*** Block opens ***
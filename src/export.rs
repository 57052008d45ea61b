//! Dumps tables as plain SQL `INSERT` statements for loading into a hosted
//! Postgres instance by hand.

use std::io::Write;

use rusqlite::types::ValueRef;
use rusqlite::Connection;
use tracing::{info, warn};

use crate::db::{table_columns, TABLES};
use crate::error::{CrmError, CrmResult};

fn sql_literal(value: ValueRef<'_>) -> CrmResult<String> {
    Ok(match value {
        ValueRef::Null => "NULL".to_string(),
        ValueRef::Integer(i) => i.to_string(),
        ValueRef::Real(f) => {
            if f.is_finite() {
                format!("{:?}", f)
            } else {
                "NULL".to_string()
            }
        }
        ValueRef::Text(bytes) => {
            let text = std::str::from_utf8(bytes)
                .map_err(|err| CrmError::invalid(format!("non UTF-8 text column: {}", err)))?;
            format!("'{}'", text.replace('\'', "''"))
        }
        ValueRef::Blob(bytes) => format!("X'{}'", hex::encode(bytes)),
    })
}

/// Writes one `INSERT` per row for each table and returns the row count.
/// Unknown table names are rejected before anything is written.
pub fn export_tables<W: Write>(conn: &Connection, tables: &[String], out: &mut W) -> CrmResult<usize> {
    for table in tables {
        if !TABLES.contains(&table.as_str()) {
            return Err(CrmError::invalid(format!("unknown table: {}", table)));
        }
    }

    let mut total = 0;
    for table in tables {
        let columns = table_columns(conn, table)?;
        if columns.is_empty() {
            warn!(table = %table, "table missing from database, skipped");
            continue;
        }
        writeln!(out, "-- {}", table)?;

        let mut stmt = conn.prepare(&format!(
            "SELECT {} FROM {} ORDER BY rowid",
            columns.join(", "),
            table
        ))?;
        let mut rows = stmt.query([])?;
        let mut count = 0;
        while let Some(row) = rows.next()? {
            let mut values = Vec::with_capacity(columns.len());
            for idx in 0..columns.len() {
                values.push(sql_literal(row.get_ref(idx)?)?);
            }
            writeln!(
                out,
                "INSERT INTO {} ({}) VALUES ({});",
                table,
                columns.join(", "),
                values.join(", ")
            )?;
            count += 1;
        }
        writeln!(out)?;
        info!(table = %table, rows = count, "table exported");
        total += count;
    }
    Ok(total)
}

/// Every application table, in an order that satisfies foreign keys on import.
pub fn all_tables() -> Vec<String> {
    TABLES.iter().map(|t| t.to_string()).collect()
}

#[cfg(test)]
mod tests {
    use super::*;
    use crate::db;
    use crate::settings::{self, ServerInput};

    #[test]
    fn quotes_values() {
        assert_eq!(sql_literal(ValueRef::Null).unwrap(), "NULL");
        assert_eq!(sql_literal(ValueRef::Integer(7)).unwrap(), "7");
        assert_eq!(sql_literal(ValueRef::Real(4.0)).unwrap(), "4.0");
        assert_eq!(sql_literal(ValueRef::Text(b"D'Avila")).unwrap(), "'D''Avila'");
        assert_eq!(sql_literal(ValueRef::Blob(&[0xde, 0xad])).unwrap(), "X'dead'");
    }

    #[test]
    fn exports_rows_as_inserts() {
        let mut conn = db::open_in_memory().expect("db");
        settings::save_servers(
            &mut conn,
            &[ServerInput {
                name: "BLAZE".into(),
                cost: 4.0,
                is_active: true,
            }],
        )
        .unwrap();

        let mut out = Vec::new();
        let count = export_tables(&conn, &["servers".to_string()], &mut out).unwrap();
        let sql = String::from_utf8(out).unwrap();
        assert_eq!(count, 1);
        assert!(sql.contains(
            "INSERT INTO servers (id, name, cost, is_active) VALUES (1, 'BLAZE', 4.0, 1);"
        ));
    }

    #[test]
    fn skips_tables_an_older_database_lacks() {
        let conn = rusqlite::Connection::open_in_memory().expect("db");
        conn.execute_batch(
            "CREATE TABLE servers (id INTEGER PRIMARY KEY, name TEXT NOT NULL);
             INSERT INTO servers (name) VALUES ('BLAZE');",
        )
        .unwrap();

        let mut out = Vec::new();
        let tables = ["resellers".to_string(), "servers".to_string()];
        assert_eq!(export_tables(&conn, &tables, &mut out).unwrap(), 1);
        let sql = String::from_utf8(out).unwrap();
        assert!(!sql.contains("resellers"));
        assert!(sql.contains("INSERT INTO servers (id, name) VALUES (1, 'BLAZE');"));
    }

    #[test]
    fn rejects_unknown_tables() {
        let conn = db::open_in_memory().expect("db");
        let mut out = Vec::new();
        let err = export_tables(&conn, &["sqlite_master".to_string()], &mut out).unwrap_err();
        assert!(matches!(err, CrmError::Validation(_)));
        assert!(out.is_empty());
    }
}
use std::{fs, path::Path};

use rusqlite::{Connection, OpenFlags};
use tracing::{debug, info};

use crate::error::{CrmError, CrmResult};

pub const DATA_DIR_NAME: &str = "CyberpunkIPTV";
pub const DB_FILE_NAME: &str = "cyberpunk-iptv.db";

/// Every table the application owns, in dependency order.
pub const TABLES: &[&str] = &[
    "clients",
    "leads",
    "tests",
    "resellers",
    "credit_transactions",
    "revenue_transactions",
    "system_log",
    "plans",
    "servers",
    "payment_methods",
    "devices",
    "applications",
    "lead_sources",
];

/// Columns added after the first release. Older database files get them
/// through `ALTER TABLE` on startup.
const LATE_COLUMNS: &[(&str, &str, &str)] = &[
    ("clients", "archived", "INTEGER NOT NULL DEFAULT 0"),
    ("clients", "deleted_at", "TEXT"),
    ("clients", "payment_method", "TEXT"),
    ("clients", "mac_address", "TEXT"),
    ("leads", "migrated_from_client_id", "INTEGER"),
    ("leads", "migration_reason", "TEXT"),
    ("leads", "previous_plan", "TEXT"),
    ("leads", "previous_expiry", "TEXT"),
    ("revenue_transactions", "status", "TEXT NOT NULL DEFAULT 'committed'"),
    ("revenue_transactions", "cost_snapshot", "REAL NOT NULL DEFAULT 0"),
    ("revenue_transactions", "base_cost_snapshot", "REAL NOT NULL DEFAULT 0"),
    ("revenue_transactions", "months_snapshot", "INTEGER NOT NULL DEFAULT 1"),
    ("revenue_transactions", "server_snapshot", "TEXT"),
    ("revenue_transactions", "plan_snapshot", "TEXT"),
    ("revenue_transactions", "cost_resolved", "INTEGER NOT NULL DEFAULT 1"),
    ("revenue_transactions", "reversed_at", "TEXT"),
    ("revenue_transactions", "reversal_reason", "TEXT"),
    ("system_log", "metadata", "TEXT"),
    ("system_log", "client_id", "INTEGER"),
];

pub fn open_connection(path: &Path) -> CrmResult<Connection> {
    if let Some(parent) = path.parent() {
        fs::create_dir_all(parent)?;
    }
    let conn = Connection::open(path)?;
    apply_pragmas(&conn)?;
    Ok(conn)
}

/// Opens an existing database file for reading only: nothing is created,
/// migrated or switched to WAL.
pub fn open_read_only(path: &Path) -> CrmResult<Connection> {
    if !path.is_file() {
        return Err(CrmError::Io(std::io::Error::new(
            std::io::ErrorKind::NotFound,
            format!("database not found: {}", path.display()),
        )));
    }
    Ok(Connection::open_with_flags(path, OpenFlags::SQLITE_OPEN_READ_ONLY)?)
}

/// Opens a fresh in-memory database with the full schema applied.
pub fn open_in_memory() -> CrmResult<Connection> {
    let conn = Connection::open_in_memory()?;
    apply_pragmas(&conn)?;
    init_db(&conn)?;
    Ok(conn)
}

fn apply_pragmas(conn: &Connection) -> CrmResult<()> {
    // journal_mode answers with the resulting mode; in-memory databases stay "memory".
    let mode: String =
        conn.pragma_update_and_check(None, "journal_mode", "WAL", |row| row.get(0))?;
    conn.pragma_update(None, "synchronous", "NORMAL")?;
    conn.pragma_update(None, "temp_store", "MEMORY")?;
    conn.pragma_update(None, "foreign_keys", true)?;
    debug!(journal_mode = %mode, "sqlite pragmas applied");
    Ok(())
}

pub fn init_db(conn: &Connection) -> CrmResult<()> {
    conn.execute_batch(
        "CREATE TABLE IF NOT EXISTS clients (
          id INTEGER PRIMARY KEY AUTOINCREMENT,
          name TEXT NOT NULL,
          phone TEXT,
          email TEXT,
          plan TEXT,
          server TEXT,
          device TEXT,
          application TEXT,
          username TEXT,
          password TEXT,
          mac_address TEXT,
          price REAL NOT NULL DEFAULT 0,
          activation_date TEXT,
          expiry_date TEXT,
          payment_status TEXT NOT NULL DEFAULT 'Pendente',
          payment_date TEXT,
          payment_method TEXT,
          situation TEXT NOT NULL DEFAULT 'Ativo',
          notes TEXT,
          archived INTEGER NOT NULL DEFAULT 0,
          deleted_at TEXT,
          created_at TEXT NOT NULL,
          updated_at TEXT NOT NULL
        );
        CREATE TABLE IF NOT EXISTS leads (
          id INTEGER PRIMARY KEY AUTOINCREMENT,
          name TEXT NOT NULL,
          phone TEXT,
          email TEXT,
          source TEXT,
          interest TEXT,
          status TEXT NOT NULL DEFAULT 'novo',
          notes TEXT,
          migrated_from_client_id INTEGER,
          migration_reason TEXT,
          previous_plan TEXT,
          previous_expiry TEXT,
          created_at TEXT NOT NULL,
          updated_at TEXT NOT NULL
        );
        CREATE TABLE IF NOT EXISTS tests (
          id INTEGER PRIMARY KEY AUTOINCREMENT,
          name TEXT NOT NULL,
          phone TEXT,
          server TEXT,
          device TEXT,
          application TEXT,
          username TEXT,
          password TEXT,
          start_at TEXT NOT NULL,
          end_at TEXT NOT NULL,
          duration_hours INTEGER NOT NULL,
          notes TEXT,
          created_at TEXT NOT NULL
        );
        CREATE TABLE IF NOT EXISTS resellers (
          id INTEGER PRIMARY KEY AUTOINCREMENT,
          name TEXT NOT NULL,
          phone TEXT,
          email TEXT,
          server TEXT,
          buy_price REAL NOT NULL DEFAULT 0,
          sell_price REAL NOT NULL DEFAULT 0,
          total_sales REAL NOT NULL DEFAULT 0,
          is_active INTEGER NOT NULL DEFAULT 1,
          notes TEXT,
          created_at TEXT NOT NULL,
          updated_at TEXT NOT NULL
        );
        CREATE TABLE IF NOT EXISTS credit_transactions (
          id INTEGER PRIMARY KEY AUTOINCREMENT,
          reseller_id INTEGER NOT NULL,
          kind TEXT NOT NULL,
          credits INTEGER NOT NULL,
          unit_price REAL NOT NULL,
          total REAL NOT NULL,
          date_local TEXT NOT NULL,
          notes TEXT,
          created_at TEXT NOT NULL,
          FOREIGN KEY(reseller_id) REFERENCES resellers(id) ON DELETE CASCADE
        );
        CREATE TABLE IF NOT EXISTS revenue_transactions (
          id INTEGER PRIMARY KEY AUTOINCREMENT,
          client_id INTEGER NOT NULL,
          kind TEXT NOT NULL,
          amount REAL NOT NULL,
          cost_snapshot REAL NOT NULL DEFAULT 0,
          base_cost_snapshot REAL NOT NULL DEFAULT 0,
          months_snapshot INTEGER NOT NULL DEFAULT 1,
          server_snapshot TEXT,
          plan_snapshot TEXT,
          cost_resolved INTEGER NOT NULL DEFAULT 1,
          description TEXT,
          payment_method TEXT,
          date_local TEXT NOT NULL,
          status TEXT NOT NULL DEFAULT 'committed',
          reversed_at TEXT,
          reversal_reason TEXT,
          created_at TEXT NOT NULL,
          FOREIGN KEY(client_id) REFERENCES clients(id)
        );
        CREATE TABLE IF NOT EXISTS system_log (
          id INTEGER PRIMARY KEY AUTOINCREMENT,
          action TEXT NOT NULL,
          entity_type TEXT NOT NULL,
          entity_id INTEGER,
          client_id INTEGER,
          description TEXT NOT NULL,
          metadata TEXT,
          created_at TEXT NOT NULL
        );
        CREATE TABLE IF NOT EXISTS plans (
          id INTEGER PRIMARY KEY AUTOINCREMENT,
          name TEXT NOT NULL,
          months INTEGER NOT NULL DEFAULT 1,
          price REAL NOT NULL DEFAULT 0,
          is_active INTEGER NOT NULL DEFAULT 1
        );
        CREATE TABLE IF NOT EXISTS servers (
          id INTEGER PRIMARY KEY AUTOINCREMENT,
          name TEXT NOT NULL,
          cost REAL NOT NULL DEFAULT 0,
          is_active INTEGER NOT NULL DEFAULT 1
        );
        CREATE TABLE IF NOT EXISTS payment_methods (
          id INTEGER PRIMARY KEY AUTOINCREMENT,
          name TEXT NOT NULL,
          is_active INTEGER NOT NULL DEFAULT 1
        );
        CREATE TABLE IF NOT EXISTS devices (
          id INTEGER PRIMARY KEY AUTOINCREMENT,
          name TEXT NOT NULL,
          is_active INTEGER NOT NULL DEFAULT 1
        );
        CREATE TABLE IF NOT EXISTS applications (
          id INTEGER PRIMARY KEY AUTOINCREMENT,
          name TEXT NOT NULL,
          is_active INTEGER NOT NULL DEFAULT 1
        );
        CREATE TABLE IF NOT EXISTS lead_sources (
          id INTEGER PRIMARY KEY AUTOINCREMENT,
          name TEXT NOT NULL,
          is_active INTEGER NOT NULL DEFAULT 1
        );
        CREATE INDEX IF NOT EXISTS idx_revenue_client ON revenue_transactions(client_id);
        CREATE INDEX IF NOT EXISTS idx_system_log_entity ON system_log(entity_type, entity_id);",
    )?;

    ensure_late_columns(conn)?;
    info!("database schema ready");
    Ok(())
}

fn ensure_late_columns(conn: &Connection) -> CrmResult<()> {
    for (table, column, definition) in LATE_COLUMNS {
        if !table_has_column(conn, table, column)? {
            info!(table, column, "adding missing column");
            conn.execute(
                &format!("ALTER TABLE {} ADD COLUMN {} {}", table, column, definition),
                [],
            )?;
        }
    }
    Ok(())
}

pub(crate) fn table_has_column(conn: &Connection, table: &str, column: &str) -> CrmResult<bool> {
    Ok(table_columns(conn, table)?.iter().any(|name| name == column))
}

pub(crate) fn table_columns(conn: &Connection, table: &str) -> CrmResult<Vec<String>> {
    let mut stmt = conn.prepare(&format!("PRAGMA table_info({})", table))?;
    let mut rows = stmt.query([])?;
    let mut columns = Vec::new();
    while let Some(row) = rows.next()? {
        columns.push(row.get(1)?);
    }
    Ok(columns)
}

#[cfg(test)]
mod tests {
    use super::*;

    #[test]
    fn init_is_idempotent() {
        let conn = open_in_memory().expect("open");
        init_db(&conn).expect("second init");
        for table in TABLES {
            assert!(!table_columns(&conn, table).expect("columns").is_empty(), "{table}");
        }
    }

    #[test]
    fn adds_late_columns_to_legacy_tables() {
        let conn = Connection::open_in_memory().expect("open");
        conn.execute_batch(
            "CREATE TABLE revenue_transactions (
                id INTEGER PRIMARY KEY AUTOINCREMENT,
                client_id INTEGER NOT NULL,
                kind TEXT NOT NULL,
                amount REAL NOT NULL,
                description TEXT,
                payment_method TEXT,
                date_local TEXT NOT NULL,
                created_at TEXT NOT NULL
            );
            INSERT INTO revenue_transactions (client_id, kind, amount, date_local, created_at)
            VALUES (1, 'renewal', 30, '2025-01-01', '2025-01-01 10:00:00');",
        )
        .expect("legacy schema");

        init_db(&conn).expect("init");

        assert!(table_has_column(&conn, "revenue_transactions", "status").unwrap());
        assert!(table_has_column(&conn, "revenue_transactions", "reversed_at").unwrap());
        let status: String = conn
            .query_row("SELECT status FROM revenue_transactions WHERE id = 1", [], |row| {
                row.get(0)
            })
            .unwrap();
        assert_eq!(status, "committed");
    }

    #[test]
    fn read_only_open_requires_existing_file() {
        let dir = tempfile::tempdir().expect("tempdir");
        let path = dir.path().join("missing").join(DB_FILE_NAME);
        assert!(matches!(open_read_only(&path), Err(CrmError::Io(_))));
        assert!(!path.exists());
        assert!(!dir.path().join("missing").exists());
    }

    #[test]
    fn read_only_open_rejects_writes() {
        let dir = tempfile::tempdir().expect("tempdir");
        let path = dir.path().join(DB_FILE_NAME);
        Connection::open(&path)
            .expect("create")
            .execute_batch("CREATE TABLE servers (id INTEGER PRIMARY KEY, name TEXT NOT NULL);")
            .expect("schema");

        let conn = open_read_only(&path).expect("open");
        assert!(conn
            .execute("INSERT INTO servers (name) VALUES ('BLAZE')", [])
            .is_err());
        assert!(!table_has_column(&conn, "servers", "cost").unwrap());
    }

    #[test]
    fn file_database_uses_wal() {
        let dir = tempfile::tempdir().expect("tempdir");
        let path = dir.path().join(DATA_DIR_NAME).join(DB_FILE_NAME);
        let conn = open_connection(&path).expect("open");
        init_db(&conn).expect("init");

        let mode: String = conn
            .query_row("PRAGMA journal_mode", [], |row| row.get(0))
            .unwrap();
        assert_eq!(mode.to_lowercase(), "wal");
        let fk: i64 = conn.query_row("PRAGMA foreign_keys", [], |row| row.get(0)).unwrap();
        assert_eq!(fk, 1);
        assert!(path.exists());
    }
}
*** Block closes ***
§ GOAL OF THE EXERCISE
Return all lines in the data that include the word "next".

§ SOLUTION TO THIS TASK
        while let Some(row) = rows.next()? {
    while let Some(row) = rows.next()? {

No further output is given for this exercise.